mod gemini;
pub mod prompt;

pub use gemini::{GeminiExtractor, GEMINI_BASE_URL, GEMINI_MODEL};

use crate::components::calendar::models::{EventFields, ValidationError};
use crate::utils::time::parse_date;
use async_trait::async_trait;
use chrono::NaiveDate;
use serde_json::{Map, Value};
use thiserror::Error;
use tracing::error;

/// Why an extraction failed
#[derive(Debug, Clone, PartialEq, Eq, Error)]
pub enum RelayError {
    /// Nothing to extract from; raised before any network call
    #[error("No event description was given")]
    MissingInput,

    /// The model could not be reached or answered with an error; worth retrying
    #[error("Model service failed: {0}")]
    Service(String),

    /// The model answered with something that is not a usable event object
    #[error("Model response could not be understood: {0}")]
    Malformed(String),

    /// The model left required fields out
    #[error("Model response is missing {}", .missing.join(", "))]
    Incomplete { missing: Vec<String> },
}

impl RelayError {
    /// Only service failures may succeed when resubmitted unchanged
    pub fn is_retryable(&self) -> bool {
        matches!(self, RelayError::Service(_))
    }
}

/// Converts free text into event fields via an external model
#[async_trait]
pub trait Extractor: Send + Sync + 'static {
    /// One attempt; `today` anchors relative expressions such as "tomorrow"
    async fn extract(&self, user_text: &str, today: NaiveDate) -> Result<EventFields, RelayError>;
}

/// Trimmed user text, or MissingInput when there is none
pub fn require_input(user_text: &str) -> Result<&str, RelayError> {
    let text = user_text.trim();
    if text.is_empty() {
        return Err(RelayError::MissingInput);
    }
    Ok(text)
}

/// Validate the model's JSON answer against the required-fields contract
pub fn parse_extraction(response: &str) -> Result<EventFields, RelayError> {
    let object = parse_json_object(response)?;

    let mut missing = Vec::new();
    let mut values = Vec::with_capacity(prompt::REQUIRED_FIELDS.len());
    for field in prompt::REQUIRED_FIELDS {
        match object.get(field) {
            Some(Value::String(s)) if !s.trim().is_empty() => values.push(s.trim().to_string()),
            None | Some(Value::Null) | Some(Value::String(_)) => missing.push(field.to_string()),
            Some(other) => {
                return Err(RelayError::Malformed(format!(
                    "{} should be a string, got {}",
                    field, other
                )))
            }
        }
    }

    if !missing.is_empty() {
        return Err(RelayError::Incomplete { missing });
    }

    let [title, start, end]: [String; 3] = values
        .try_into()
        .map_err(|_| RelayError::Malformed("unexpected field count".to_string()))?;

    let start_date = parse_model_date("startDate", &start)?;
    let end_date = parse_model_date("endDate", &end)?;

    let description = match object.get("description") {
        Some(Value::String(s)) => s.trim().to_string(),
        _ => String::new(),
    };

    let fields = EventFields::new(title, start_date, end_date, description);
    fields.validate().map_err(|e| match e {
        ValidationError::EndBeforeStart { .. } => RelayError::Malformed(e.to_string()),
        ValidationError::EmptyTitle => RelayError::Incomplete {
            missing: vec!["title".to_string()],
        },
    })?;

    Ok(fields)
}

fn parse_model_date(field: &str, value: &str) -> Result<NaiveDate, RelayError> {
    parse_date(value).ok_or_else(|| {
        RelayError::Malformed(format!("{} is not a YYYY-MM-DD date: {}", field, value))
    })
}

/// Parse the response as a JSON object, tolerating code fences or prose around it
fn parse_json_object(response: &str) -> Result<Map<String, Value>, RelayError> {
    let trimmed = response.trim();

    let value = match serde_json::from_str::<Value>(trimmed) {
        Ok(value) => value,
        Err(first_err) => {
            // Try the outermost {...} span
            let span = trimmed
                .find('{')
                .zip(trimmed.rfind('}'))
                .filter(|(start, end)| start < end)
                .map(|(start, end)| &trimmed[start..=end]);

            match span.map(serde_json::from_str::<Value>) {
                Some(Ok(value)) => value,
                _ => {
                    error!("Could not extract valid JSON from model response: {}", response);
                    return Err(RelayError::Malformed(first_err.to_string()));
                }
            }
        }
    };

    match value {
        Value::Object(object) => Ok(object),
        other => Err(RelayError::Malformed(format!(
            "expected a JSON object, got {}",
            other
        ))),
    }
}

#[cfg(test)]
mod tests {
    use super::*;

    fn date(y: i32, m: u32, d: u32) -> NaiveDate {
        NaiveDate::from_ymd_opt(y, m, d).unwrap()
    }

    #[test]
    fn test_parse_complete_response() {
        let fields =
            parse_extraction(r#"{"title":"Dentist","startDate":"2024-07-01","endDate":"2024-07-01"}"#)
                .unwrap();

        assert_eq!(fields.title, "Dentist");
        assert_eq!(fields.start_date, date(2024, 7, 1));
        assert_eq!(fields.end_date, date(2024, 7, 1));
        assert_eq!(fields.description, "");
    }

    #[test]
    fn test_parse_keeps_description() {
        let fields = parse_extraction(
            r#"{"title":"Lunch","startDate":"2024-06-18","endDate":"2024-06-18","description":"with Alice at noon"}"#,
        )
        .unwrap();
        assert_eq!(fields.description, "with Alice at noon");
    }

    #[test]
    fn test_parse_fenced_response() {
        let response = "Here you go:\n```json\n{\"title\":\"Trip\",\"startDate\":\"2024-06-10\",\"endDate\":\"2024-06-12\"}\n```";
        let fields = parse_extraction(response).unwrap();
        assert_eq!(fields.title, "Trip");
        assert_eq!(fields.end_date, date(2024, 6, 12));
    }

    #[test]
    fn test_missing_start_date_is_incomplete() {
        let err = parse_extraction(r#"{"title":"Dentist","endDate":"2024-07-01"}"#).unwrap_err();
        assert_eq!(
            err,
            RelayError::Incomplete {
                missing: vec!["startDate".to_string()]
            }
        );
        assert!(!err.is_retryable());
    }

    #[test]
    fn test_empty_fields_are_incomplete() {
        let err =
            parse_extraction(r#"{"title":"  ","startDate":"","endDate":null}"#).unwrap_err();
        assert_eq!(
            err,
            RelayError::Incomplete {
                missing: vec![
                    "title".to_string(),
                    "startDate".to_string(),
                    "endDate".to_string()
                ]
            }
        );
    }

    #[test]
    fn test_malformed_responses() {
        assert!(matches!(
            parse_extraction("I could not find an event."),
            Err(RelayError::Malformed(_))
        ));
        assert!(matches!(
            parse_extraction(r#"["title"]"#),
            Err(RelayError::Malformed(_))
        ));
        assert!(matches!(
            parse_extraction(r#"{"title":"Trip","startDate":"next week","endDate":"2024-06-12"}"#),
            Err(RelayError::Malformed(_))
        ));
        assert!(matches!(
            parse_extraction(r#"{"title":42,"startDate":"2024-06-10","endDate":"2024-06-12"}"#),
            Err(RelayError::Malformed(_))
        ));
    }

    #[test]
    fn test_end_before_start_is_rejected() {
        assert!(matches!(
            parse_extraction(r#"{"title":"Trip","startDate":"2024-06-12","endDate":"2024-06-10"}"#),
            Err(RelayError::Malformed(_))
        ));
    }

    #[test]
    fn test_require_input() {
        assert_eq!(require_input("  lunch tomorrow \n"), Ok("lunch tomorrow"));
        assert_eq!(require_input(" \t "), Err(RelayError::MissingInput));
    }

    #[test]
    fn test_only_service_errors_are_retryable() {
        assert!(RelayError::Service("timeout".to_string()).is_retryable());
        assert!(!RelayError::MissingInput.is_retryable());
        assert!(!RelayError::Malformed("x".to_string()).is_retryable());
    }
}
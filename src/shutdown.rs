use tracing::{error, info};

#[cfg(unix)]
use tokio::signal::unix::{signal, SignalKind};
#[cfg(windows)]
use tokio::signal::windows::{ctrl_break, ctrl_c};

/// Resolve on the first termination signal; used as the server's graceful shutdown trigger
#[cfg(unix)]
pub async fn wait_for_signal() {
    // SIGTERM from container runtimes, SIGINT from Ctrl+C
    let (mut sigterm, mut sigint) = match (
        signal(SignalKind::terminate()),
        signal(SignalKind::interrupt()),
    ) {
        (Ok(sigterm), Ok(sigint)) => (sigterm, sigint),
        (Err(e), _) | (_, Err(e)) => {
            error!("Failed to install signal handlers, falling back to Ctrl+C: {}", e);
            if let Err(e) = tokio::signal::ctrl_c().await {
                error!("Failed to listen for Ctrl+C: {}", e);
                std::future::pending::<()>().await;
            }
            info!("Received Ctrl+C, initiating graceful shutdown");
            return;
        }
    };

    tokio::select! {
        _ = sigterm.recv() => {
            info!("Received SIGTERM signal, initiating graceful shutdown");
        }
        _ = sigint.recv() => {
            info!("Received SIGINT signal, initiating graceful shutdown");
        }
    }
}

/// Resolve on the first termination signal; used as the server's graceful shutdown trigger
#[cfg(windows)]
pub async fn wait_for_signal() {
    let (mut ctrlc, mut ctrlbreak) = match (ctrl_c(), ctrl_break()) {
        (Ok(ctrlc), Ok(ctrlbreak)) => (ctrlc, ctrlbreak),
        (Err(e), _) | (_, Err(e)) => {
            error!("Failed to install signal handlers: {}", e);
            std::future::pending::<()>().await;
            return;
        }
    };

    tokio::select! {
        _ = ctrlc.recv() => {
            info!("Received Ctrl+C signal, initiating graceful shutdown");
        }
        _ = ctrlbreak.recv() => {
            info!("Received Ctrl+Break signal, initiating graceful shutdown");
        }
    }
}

========================================

Extract all lines from the data in which "today" is found.

    /// One attempt; `today` anchors relative expressions such as "tomorrow"
    async fn extract(&self, user_text: &str, today: NaiveDate) -> Result<EventFields, RelayError>;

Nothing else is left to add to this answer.